“But aren’t you, indeed, some substance or other, with or without your saying so?” - from 18 Months
Dictionaries “reflect, rather than dictate” definitions, as Oxford University Press says in this statement to CNN. At least, that used to be the process—and for all its flaws, it’s a good one. Dictionaries are assumed to be reference materials, so they’re created by “studying patterns” of language and compiling results. They should not reflect the biases or interests of those employed to do this work.
In the same CNN article, however, the organization admits to revising its entries for “woman” to make them more “positive and active.” Can we then trust Cambridge Dictionary, whose more “inclusive” definitions now include “an adult who lives and identifies as female though they may have been said to have a different sex at birth”?

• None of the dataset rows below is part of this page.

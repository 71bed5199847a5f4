//! 在线测验请求构建 - 业务能力层
//!
//! 只负责把题目转换为表单接口的请求体，不发送请求

use serde_json::{json, Value as JsonValue};
use tracing::warn;

use crate::error::ExportError;
use crate::models::Question;

/// 每道题的分值
pub const POINT_VALUE: u32 = 1;

/// 表单请求构建器
pub struct QuizFormBuilder;

impl QuizFormBuilder {
    /// 创建表单的请求体
    pub fn create_form(title: &str) -> JsonValue {
        json!({
            "info": {
                "title": title,
                "documentTitle": title,
            }
        })
    }

    /// 开启测验模式的请求体
    pub fn enable_quiz() -> JsonValue {
        json!({
            "requests": [{
                "updateSettings": {
                    "settings": { "quizSettings": { "isQuiz": true } },
                    "updateMask": "quizSettings.isQuiz",
                }
            }]
        })
    }

    /// 每道题一个单选题目，选项顺序不打乱
    ///
    /// 试卷文件可能被手工修改过，正确答案下标越界时直接报错
    pub fn create_items(questions: &[Question]) -> Result<JsonValue, ExportError> {
        let requests = questions
            .iter()
            .enumerate()
            .map(|(index, q)| Self::create_item(index, q))
            .collect::<Result<Vec<_>, _>>()?;
        Ok(json!({ "requests": requests }))
    }

    fn create_item(index: usize, question: &Question) -> Result<JsonValue, ExportError> {
        let correct = match question.correct_text() {
            Some(text) if question.answers.len() >= 2 => text,
            _ => {
                warn!("⚠️ 题目 {} 的答案不合法", question.id);
                return Err(ExportError::InvalidAnswer {
                    id: question.id,
                    index: question.correct_answer,
                    count: question.answers.len(),
                });
            }
        };

        let options: Vec<JsonValue> = question
            .answers
            .iter()
            .map(|answer| json!({ "value": answer }))
            .collect();

        Ok(json!({
            "createItem": {
                "item": {
                    "title": question.question,
                    "questionItem": {
                        "question": {
                            "required": true,
                            "grading": {
                                "pointValue": POINT_VALUE,
                                "correctAnswers": {
                                    "answers": [{ "value": correct }]
                                }
                            },
                            "choiceQuestion": {
                                "type": "RADIO",
                                "options": options,
                                "shuffle": false,
                            }
                        }
                    }
                },
                "location": { "index": index }
            }
        }))
    }

    /// 授予编辑权限的请求体
    pub fn writer_permission(email: &str) -> JsonValue {
        json!({
            "type": "user",
            "role": "writer",
            "emailAddress": email,
        })
    }

    /// 表单编辑地址
    pub fn edit_url(form_id: &str) -> String {
        format!("https://docs.google.com/forms/d/{}/edit", form_id)
    }
}

#[cfg(test)]
mod tests {
    use super::*;

    fn questions() -> Vec<Question> {
        vec![
            Question {
                id: 1,
                question: "Capital of France?".to_string(),
                answers: vec!["Lyon".to_string(), "Paris".to_string()],
                correct_answer: 1,
                explanation: None,
            },
            Question {
                id: 2,
                question: "2+2?".to_string(),
                answers: vec!["4".to_string(), "5".to_string(), "6".to_string()],
                correct_answer: 0,
                explanation: Some("Arithmetic.".to_string()),
            },
        ]
    }

    #[test]
    fn test_create_items_one_per_question() {
        let body = QuizFormBuilder::create_items(&questions()).unwrap();
        let requests = body["requests"].as_array().unwrap();
        assert_eq!(requests.len(), 2);

        let first = &requests[0]["createItem"];
        assert_eq!(first["location"]["index"], 0);
        assert_eq!(first["item"]["title"], "Capital of France?");

        let question = &first["item"]["questionItem"]["question"];
        assert_eq!(question["grading"]["pointValue"], 1);
        assert_eq!(question["grading"]["correctAnswers"]["answers"][0]["value"], "Paris");
        assert_eq!(question["choiceQuestion"]["type"], "RADIO");
        assert_eq!(question["choiceQuestion"]["shuffle"], false);
        assert_eq!(question["choiceQuestion"]["options"][1]["value"], "Paris");

        assert_eq!(requests[1]["createItem"]["location"]["index"], 1);
    }

    #[test]
    fn test_out_of_range_answer_is_rejected() {
        let mut qs = questions();
        qs[1].correct_answer = 3;

        match QuizFormBuilder::create_items(&qs) {
            Err(ExportError::InvalidAnswer { id, index, count }) => {
                assert_eq!((id, index, count), (2, 3, 3));
            }
            other => panic!("unexpected result: {:?}", other),
        }
    }

    #[test]
    fn test_create_form_and_quiz_settings() {
        let form = QuizFormBuilder::create_form("Geography");
        assert_eq!(form["info"]["title"], "Geography");
        assert_eq!(form["info"]["documentTitle"], "Geography");

        let settings = QuizFormBuilder::enable_quiz();
        assert_eq!(
            settings["requests"][0]["updateSettings"]["settings"]["quizSettings"]["isQuiz"],
            true
        );
    }

    #[test]
    fn test_writer_permission_and_edit_url() {
        let permission = QuizFormBuilder::writer_permission("owner@example.com");
        assert_eq!(permission["role"], "writer");
        assert_eq!(permission["emailAddress"], "owner@example.com");
        assert_eq!(
            QuizFormBuilder::edit_url("abc123"),
            "https://docs.google.com/forms/d/abc123/edit"
        );
    }
}
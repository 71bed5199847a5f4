use crate::error::FileError;
use crate::models::exam::Exam;
use std::path::Path;
use tokio::fs;

/// 试卷文件格式，按扩展名判断
#[derive(Debug, Clone, Copy, PartialEq, Eq)]
enum ExamFormat {
    Json,
    Toml,
}

fn detect_format(path: &Path) -> Result<ExamFormat, FileError> {
    match path
        .extension()
        .and_then(|s| s.to_str())
        .map(|s| s.to_ascii_lowercase())
        .as_deref()
    {
        Some("json") => Ok(ExamFormat::Json),
        Some("toml") => Ok(ExamFormat::Toml),
        _ => Err(FileError::UnsupportedFormat {
            path: path.display().to_string(),
        }),
    }
}

/// 从 JSON 或 TOML 文件加载试卷
pub async fn load_exam(path: &Path) -> Result<Exam, FileError> {
    let format = detect_format(path)?;
    let path_str = path.display().to_string();

    let content = fs::read_to_string(path)
        .await
        .map_err(|e| FileError::ReadFailed {
            path: path_str.clone(),
            source: e,
        })?;

    let exam: Exam = match format {
        ExamFormat::Json => serde_json::from_str(&content).map_err(|e| FileError::Json {
            path: path_str.clone(),
            source: e,
        })?,
        ExamFormat::Toml => toml::from_str(&content).map_err(|e| FileError::TomlParseFailed {
            path: path_str.clone(),
            source: e,
        })?,
    };

    tracing::info!("成功加载试卷 {}，共 {} 个题目", path_str, exam.questions.len());
    Ok(exam)
}

/// 保存试卷，父目录不存在时自动创建
pub async fn save_exam(path: &Path, exam: &Exam) -> Result<(), FileError> {
    let format = detect_format(path)?;
    let path_str = path.display().to_string();

    let content = match format {
        ExamFormat::Json => serde_json::to_string_pretty(exam).map_err(|e| FileError::Json {
            path: path_str.clone(),
            source: e,
        })?,
        ExamFormat::Toml => toml::to_string_pretty(exam).map_err(|e| FileError::TomlSerializeFailed {
            path: path_str.clone(),
            source: e,
        })?,
    };

    if let Some(parent) = path.parent().filter(|p| !p.as_os_str().is_empty()) {
        fs::create_dir_all(parent)
            .await
            .map_err(|e| FileError::WriteFailed {
                path: parent.display().to_string(),
                source: e,
            })?;
    }

    fs::write(path, content)
        .await
        .map_err(|e| FileError::WriteFailed {
            path: path_str.clone(),
            source: e,
        })?;

    tracing::info!("试卷已保存至: {}", path_str);
    Ok(())
}
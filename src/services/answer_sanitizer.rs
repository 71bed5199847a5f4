//! 答案清洗 - 业务能力层
//!
//! 处理手工编号的题目文本：去掉题号 / 选项字母前缀，识别加粗标记的正确答案

use once_cell::sync::Lazy;
use regex::Regex;

/// 题号前缀，如 `3. `
static QUESTION_PREFIX: Lazy<Regex> =
    Lazy::new(|| Regex::new(r"^\s*[0-9]+\.\s*").expect("题号正则无效"));

/// 题号行：题号后必须是空白或行尾，`2.5 kg` 这样的小数不算
static QUESTION_LINE: Lazy<Regex> =
    Lazy::new(|| Regex::new(r"^\s*[0-9]+\.(\s|$)").expect("题号行正则无效"));

/// 选项前缀，如 `b) ` 或 `C. `
static ANSWER_PREFIX: Lazy<Regex> =
    Lazy::new(|| Regex::new(r"^\s*[a-eA-E][).]\s*").expect("选项正则无效"));

/// 正确答案的加粗标记
pub const BOLD_MARKER: &str = "**";

/// 答案清洗器
pub struct AnswerSanitizer;

impl AnswerSanitizer {
    /// 去掉行首的题号（`is_question`）或选项字母前缀，替换为一个空格
    ///
    /// 只替换第一个匹配，没有匹配时原样返回
    pub fn sanitize_line(line: &str, is_question: bool) -> String {
        let pattern = if is_question {
            &*QUESTION_PREFIX
        } else {
            &*ANSWER_PREFIX
        };
        pattern.replacen(line, 1, " ").into_owned()
    }

    /// 行首是否带题号
    pub fn is_question_line(line: &str) -> bool {
        QUESTION_LINE.is_match(line)
    }

    /// 行首是否带选项字母
    pub fn is_answer_line(line: &str) -> bool {
        ANSWER_PREFIX.is_match(line)
    }

    /// 返回第一个包含加粗标记的答案下标，没有则返回 None
    pub fn detect_marked_answer<S: AsRef<str>>(answers: &[S]) -> Option<usize> {
        answers
            .iter()
            .position(|answer| answer.as_ref().contains(BOLD_MARKER))
    }

    /// 去掉加粗标记
    pub fn strip_marker(text: &str) -> String {
        text.replace(BOLD_MARKER, "")
    }
}
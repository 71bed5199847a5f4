pub mod assistant_client;
pub mod backend;
pub mod chat_client;
pub mod forms_client;

pub use assistant_client::AssistantClient;
pub use backend::{FileHandle, GenerationBackend, RunHandle, RunStatus};
pub use chat_client::ChatClient;
pub use forms_client::FormsClient;
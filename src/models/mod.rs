pub mod attachment;
pub mod exam;
pub mod loaders;
pub mod question;

pub use attachment::Attachment;
pub use exam::{Exam, ExportMode};
pub use loaders::{load_exam, save_exam};
pub use question::{ExamRequest, Question};
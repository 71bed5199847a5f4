//! # Exam Generator
//!
//! 根据主题（和可选的参考附件）调用大模型生成选择题试卷，
//! 并导出为 PDF 或在线测验
//!
//! ## 架构设计
//!
//! ### ① 基础设施层（Infrastructure）
//! - `infrastructure/` - 外部程序调用
//! - `PdfConverter` - 调用 Markdown 转 PDF 程序
//!
//! ### ② 客户端（Clients）
//! - `clients/` - 远程服务协议
//! - `GenerationBackend` - 上传 / 提交 / 轮询 / 取回 / 释放 能力
//! - `AssistantClient` / `ChatClient` - 两种生成后端
//! - `FormsClient` - 在线测验导出
//!
//! ### ③ 业务能力层（Services）
//! - `services/` - 描述"我能做什么"
//! - `PromptBuilder` - 提示词
//! - `ResponseParser` - 解析模型返回的 JSON
//! - `MarkdownRenderer` / `DocumentExporter` - 文档导出
//! - `LegacyTextParser` - 旧格式文本导入
//!
//! ### ④ 流程层（Workflow）
//! - `workflow/` - 定义"一次生成"的完整流程
//! - `QuestionGenerationPipeline` - 提示词 → 远程生成 → 解析 → 释放附件
//!
//! ### ⑤ 编排层（Orchestration）
//! - `orchestrator/` - 命令调度、读写试卷文件、输出统计
//!
//! ## 模块结构

pub mod cli;
pub mod clients;
pub mod config;
pub mod error;
pub mod infrastructure;

pub mod models;
pub mod orchestrator;
pub mod services;
pub mod utils;
pub mod workflow;

// 重新导出常用类型
pub use config::Config;
pub use error::{AppError, AppResult, ErrorKind, PipelineError};
pub use models::{Exam, Question};
pub use orchestrator::App;
pub use workflow::QuestionGenerationPipeline;
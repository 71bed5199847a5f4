//! 日志工具模块
//!
//! 提供日志初始化、格式化和输出的辅助函数
use tracing::info;
use tracing_subscriber::EnvFilter;

use crate::models::Question;

/// 初始化日志
///
/// 优先使用 `RUST_LOG`，否则按 `verbose` 选择 debug 或 info 级别
pub fn init(verbose: bool) {
    let default_level = if verbose { "debug" } else { "info" };
    let filter = EnvFilter::try_from_default_env().unwrap_or_else(|_| EnvFilter::new(default_level));

    // 测试中可能重复初始化，忽略错误
    let _ = tracing_subscriber::fmt()
        .with_env_filter(filter)
        .with_target(false)
        .try_init();
}

/// 记录程序启动信息
///
/// # 参数
/// - `command`: 子命令名称
/// - `backend`: 生成后端名称
pub fn log_startup(command: &str, backend: &str) {
    info!("{}", "=".repeat(60));
    info!("🚀 程序启动 - {}", command);
    info!("🤖 生成后端: {}", backend);
    info!(
        "🕐 启动时间: {}",
        chrono::Local::now().format("%Y-%m-%d %H:%M:%S")
    );
    info!("{}", "=".repeat(60));
}

/// 打印题目预览
pub fn log_questions(questions: &[Question]) {
    info!("\n{}", "─".repeat(60));
    for question in questions {
        info!("{}", question);
    }
    info!("{}", "─".repeat(60));
}

/// 打印最终结果
///
/// # 参数
/// - `question_count`: 题目数量
/// - `outputs`: 生成的文件或链接
pub fn print_final_stats(question_count: usize, outputs: &[String]) {
    info!("\n{}", "=".repeat(60));
    info!("📊 处理完成");
    info!(
        "完成时间: {}",
        chrono::Local::now().format("%Y-%m-%d %H:%M:%S")
    );
    info!("✅ 题目数量: {}", question_count);
    for output in outputs {
        info!("📄 {}", output);
    }
    info!("{}", "=".repeat(60));
}

/// 截断长文本用于日志显示
///
/// # 参数
/// - `text`: 原始文本
/// - `max_len`: 最大长度
///
/// # 返回
/// 返回截断后的文本
pub fn truncate_text(text: &str, max_len: usize) -> String {
    if text.chars().count() > max_len {
        text.chars().take(max_len).collect::<String>() + "..."
    } else {
        text.to_string()
    }
}

#[cfg(test)]
mod tests {
    use super::*;

    #[test]
    fn test_truncate_text() {
        assert_eq!(truncate_text("short", 10), "short");
        assert_eq!(truncate_text("abcdefghij", 4), "abcd...");
        // 按字符而不是字节截断
        assert_eq!(truncate_text("题目生成流程", 2), "题目...");
    }
}
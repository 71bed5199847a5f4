pub mod pdf_converter;

pub use pdf_converter::PdfConverter;
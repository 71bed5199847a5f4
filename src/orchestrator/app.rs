use std::path::{Path, PathBuf};

use anyhow::Result;
use tracing::info;

use crate::cli::{Command, ExportFormArgs, ExportPdfArgs, GenerateArgs, ImportArgs};
use crate::clients::FormsClient;
use crate::config::{BackendKind, Config};
use crate::error::{AppResult, FileError, PipelineError};
use crate::models::{load_exam, save_exam, Attachment, Exam, ExportMode};
use crate::services::{DocumentExporter, LegacyTextParser};
use crate::utils::logging::{log_questions, log_startup, print_final_stats};
use crate::workflow::QuestionGenerationPipeline;

/// 应用主结构
pub struct App {
    config: Config,
}

impl App {
    pub fn new(config: Config) -> Self {
        Self { config }
    }

    /// 执行子命令
    pub async fn run(&self, command: Command) -> Result<()> {
        let backend = match self.config.backend {
            BackendKind::Assistant => "assistant",
            BackendKind::Chat => "chat",
        };
        log_startup(command.name(), backend);

        let result = match command {
            Command::Generate(args) => self.generate(args).await,
            Command::ExportPdf(args) => self.export_pdf(args).await,
            Command::ExportForm(args) => self.export_form(args).await,
            Command::Import(args) => self.import(args).await,
        };
        Ok(result?)
    }

    async fn generate(&self, args: GenerateArgs) -> AppResult<()> {
        self.config.validate_for_generation()?;
        if args.form_owner.is_some() {
            self.config.validate_for_forms()?;
        }

        let mut attachments = Vec::with_capacity(args.attachments.len());
        for path in &args.attachments {
            attachments.push(Attachment::from_path(path).await?);
        }

        let pipeline = QuestionGenerationPipeline::from_config(&self.config);
        let questions = pipeline
            .generate(&args.topics, args.questions, args.answers, &attachments)
            .await?;

        if self.config.verbose_logging {
            log_questions(&questions);
        }

        let title = args.title.clone().unwrap_or_else(|| args.topics.clone());
        let exam = Exam::new(title, args.topics.clone(), questions);
        let stem = file_stem(&exam.title);

        let exam_path = args
            .output
            .clone()
            .unwrap_or_else(|| self.output_path(&format!("{}.json", stem)));
        save_exam(&exam_path, &exam).await?;

        let mut outputs = vec![exam_path.display().to_string()];

        if args.pdf {
            let exporter = DocumentExporter::new(&self.config);
            let questions_pdf = self.output_path(&format!("{}.pdf", stem));
            let answers_pdf = self.output_path(&format!("{}_answers.pdf", stem));

            exporter
                .export_pdf(&exam.questions, ExportMode::QuestionsOnly, &questions_pdf)
                .await?;
            exporter
                .export_pdf(&exam.questions, ExportMode::WithAnswers, &answers_pdf)
                .await?;

            outputs.push(questions_pdf.display().to_string());
            outputs.push(answers_pdf.display().to_string());
        }

        if let Some(owner) = &args.form_owner {
            let url = FormsClient::new(&self.config)
                .export_quiz(&exam.title, &exam.questions, owner)
                .await?;
            outputs.push(url);
        }

        print_final_stats(exam.questions.len(), &outputs);
        Ok(())
    }

    async fn export_pdf(&self, args: ExportPdfArgs) -> AppResult<()> {
        let exam = load_exam(&args.exam).await?;
        let mode = if args.with_answers {
            ExportMode::WithAnswers
        } else {
            ExportMode::QuestionsOnly
        };

        let exporter = DocumentExporter::new(&self.config);
        if args.markdown {
            exporter
                .export_markdown(&exam.questions, mode, &args.output)
                .await?;
        } else {
            exporter.export_pdf(&exam.questions, mode, &args.output).await?;
        }

        print_final_stats(exam.questions.len(), &[args.output.display().to_string()]);
        Ok(())
    }

    async fn export_form(&self, args: ExportFormArgs) -> AppResult<()> {
        self.config.validate_for_forms()?;

        let exam = load_exam(&args.exam).await?;
        let title = args.title.unwrap_or_else(|| exam.title.clone());

        let url = FormsClient::new(&self.config)
            .export_quiz(&title, &exam.questions, &args.owner)
            .await?;

        print_final_stats(exam.questions.len(), &[url]);
        Ok(())
    }

    async fn import(&self, args: ImportArgs) -> AppResult<()> {
        let text = tokio::fs::read_to_string(&args.input)
            .await
            .map_err(|source| FileError::ReadFailed {
                path: args.input.display().to_string(),
                source,
            })?;

        let questions = LegacyTextParser::parse(&text).map_err(PipelineError::from)?;
        info!("✓ 导入 {} 个题目", questions.len());

        let title = args.title.unwrap_or_else(|| {
            args.input
                .file_stem()
                .map(|s| s.to_string_lossy().to_string())
                .unwrap_or_else(|| "exam".to_string())
        });
        let exam = Exam::new(title, String::new(), questions);
        save_exam(&args.output, &exam).await?;

        print_final_stats(exam.questions.len(), &[args.output.display().to_string()]);
        Ok(())
    }

    fn output_path(&self, file_name: &str) -> PathBuf {
        Path::new(&self.config.output_dir).join(file_name)
    }
}

/// 由标题生成文件名
fn file_stem(title: &str) -> String {
    let stem: String = title
        .trim()
        .chars()
        .map(|c| if c.is_alphanumeric() { c } else { '_' })
        .collect();
    let stem = stem.trim_matches('_');
    if stem.is_empty() {
        "exam".to_string()
    } else {
        stem.chars().take(60).collect()
    }
}

#[cfg(test)]
mod tests {
    use super::*;

    #[test]
    fn test_file_stem() {
        assert_eq!(file_stem("Roman history: the Republic"), "Roman_history__the_Republic");
        assert_eq!(file_stem("  ??  "), "exam");
        assert_eq!(file_stem("罗马史"), "罗马史");
    }

    #[tokio::test]
    async fn test_import_then_export_markdown() {
        let dir = tempfile::tempdir().unwrap();
        let input = dir.path().join("legacy.txt");
        let exam_path = dir.path().join("exam.json");
        let markdown_path = dir.path().join("exam.md");
        tokio::fs::write(&input, "1. Capital of France?\na) Lyon\nb) **Paris**\n")
            .await
            .unwrap();

        let app = App::new(Config::default());
        app.run(Command::Import(ImportArgs {
            input: input.clone(),
            output: exam_path.clone(),
            title: None,
        }))
        .await
        .unwrap();

        let exam = load_exam(&exam_path).await.unwrap();
        assert_eq!(exam.title, "legacy");
        assert_eq!(exam.questions[0].correct_answer, 1);

        app.run(Command::ExportPdf(ExportPdfArgs {
            exam: exam_path,
            output: markdown_path.clone(),
            with_answers: true,
            markdown: true,
        }))
        .await
        .unwrap();

        let markdown = tokio::fs::read_to_string(&markdown_path).await.unwrap();
        assert!(markdown.contains("- [X] Paris"));
    }

    #[tokio::test]
    async fn test_generate_requires_credentials() {
        let app = App::new(Config::default());
        let result = app
            .run(Command::Generate(GenerateArgs {
                topics: "Rust".to_string(),
                questions: 3,
                answers: 4,
                attachments: vec![],
                title: None,
                output: None,
                pdf: false,
                form_owner: None,
            }))
            .await;
        assert!(result.is_err());
    }
}
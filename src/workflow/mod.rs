pub mod generation_flow;

pub use generation_flow::QuestionGenerationPipeline;
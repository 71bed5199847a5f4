//! 在线测验客户端
//!
//! 调用表单接口创建测验，并通过云盘接口把编辑权限授予出卷人

use reqwest::Client;
use serde_json::Value as JsonValue;
use tracing::{debug, info, warn};

use crate::config::Config;
use crate::error::ExportError;
use crate::models::Question;
use crate::services::quiz_form::QuizFormBuilder;

/// 在线测验客户端
pub struct FormsClient {
    http: Client,
    forms_api_base_url: String,
    drive_api_base_url: String,
    access_token: String,
}

impl FormsClient {
    pub fn new(config: &Config) -> Self {
        Self {
            http: Client::new(),
            forms_api_base_url: config.forms_api_base_url.trim_end_matches('/').to_string(),
            drive_api_base_url: config.drive_api_base_url.trim_end_matches('/').to_string(),
            access_token: config.google_access_token.clone(),
        }
    }

    /// 创建测验并返回编辑地址
    ///
    /// 授权失败只记录警告；中途失败时已创建的表单不会回滚
    pub async fn export_quiz(
        &self,
        title: &str,
        questions: &[Question],
        owner_email: &str,
    ) -> Result<String, ExportError> {
        if questions.is_empty() {
            return Err(ExportError::EmptyExam);
        }
        // 先构建题目，答案不合法时不创建表单
        let items = QuizFormBuilder::create_items(questions)?;

        let endpoint = format!("{}/forms", self.forms_api_base_url);
        let created = self
            .post_json(&endpoint, &QuizFormBuilder::create_form(title))
            .await?;
        let form_id = created
            .get("formId")
            .and_then(|v| v.as_str())
            .ok_or_else(|| ExportError::MissingField {
                field: "formId".to_string(),
            })?
            .to_string();
        info!("✓ 已创建表单 {}", form_id);

        let batch_endpoint = format!("{}/forms/{}:batchUpdate", self.forms_api_base_url, form_id);
        self.post_json(&batch_endpoint, &QuizFormBuilder::enable_quiz())
            .await?;
        debug!("已开启测验模式");

        self.post_json(&batch_endpoint, &items).await?;
        info!("✓ 已添加 {} 个题目", questions.len());

        if let Err(e) = self.grant_writer(&form_id, owner_email).await {
            warn!("⚠️ 表单已创建，但授权给 {} 失败: {}", owner_email, e);
        }

        Ok(QuizFormBuilder::edit_url(&form_id))
    }

    async fn grant_writer(&self, form_id: &str, email: &str) -> Result<(), ExportError> {
        let endpoint = format!("{}/files/{}/permissions", self.drive_api_base_url, form_id);
        self.post_json(&endpoint, &QuizFormBuilder::writer_permission(email))
            .await?;
        info!("✓ 已授予 {} 编辑权限", email);
        Ok(())
    }

    async fn post_json(&self, endpoint: &str, body: &JsonValue) -> Result<JsonValue, ExportError> {
        let response = self
            .http
            .post(endpoint)
            .bearer_auth(&self.access_token)
            .json(body)
            .send()
            .await
            .map_err(|e| ExportError::QuizRequestFailed {
                endpoint: endpoint.to_string(),
                source: e,
            })?;

        let status = response.status();
        if !status.is_success() {
            let body = response.text().await.unwrap_or_default();
            return Err(ExportError::QuizServiceStatus {
                endpoint: endpoint.to_string(),
                status: status.as_u16(),
                body,
            });
        }

        response
            .json()
            .await
            .map_err(|e| ExportError::QuizRequestFailed {
                endpoint: endpoint.to_string(),
                source: e,
            })
    }
}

The clue is in the verbiage. If it seems clunky and awkward, there’s a reason for that: it is not neutral, but contains at least two critical theory-informed assumptions. First, the idea that sex is not innate, but something that “has been said” about a person, i.e., “assigned at birth.” And second, the implication that there are “a” number of “different” non-female sexes, rather than one. Though definitions reflect current discourse, they shouldn’t employ it; it seems that the illiberalism infecting science and academia has spread to a new realm.
Still, words shift over time. “Alternative music,” which once described the obscure and unpopular tunes collected by well-traveled friends and passed along by mixtape, now refers to mainstream music. “Literally,” to the chagrin of purists, has morphed into “figuratively.”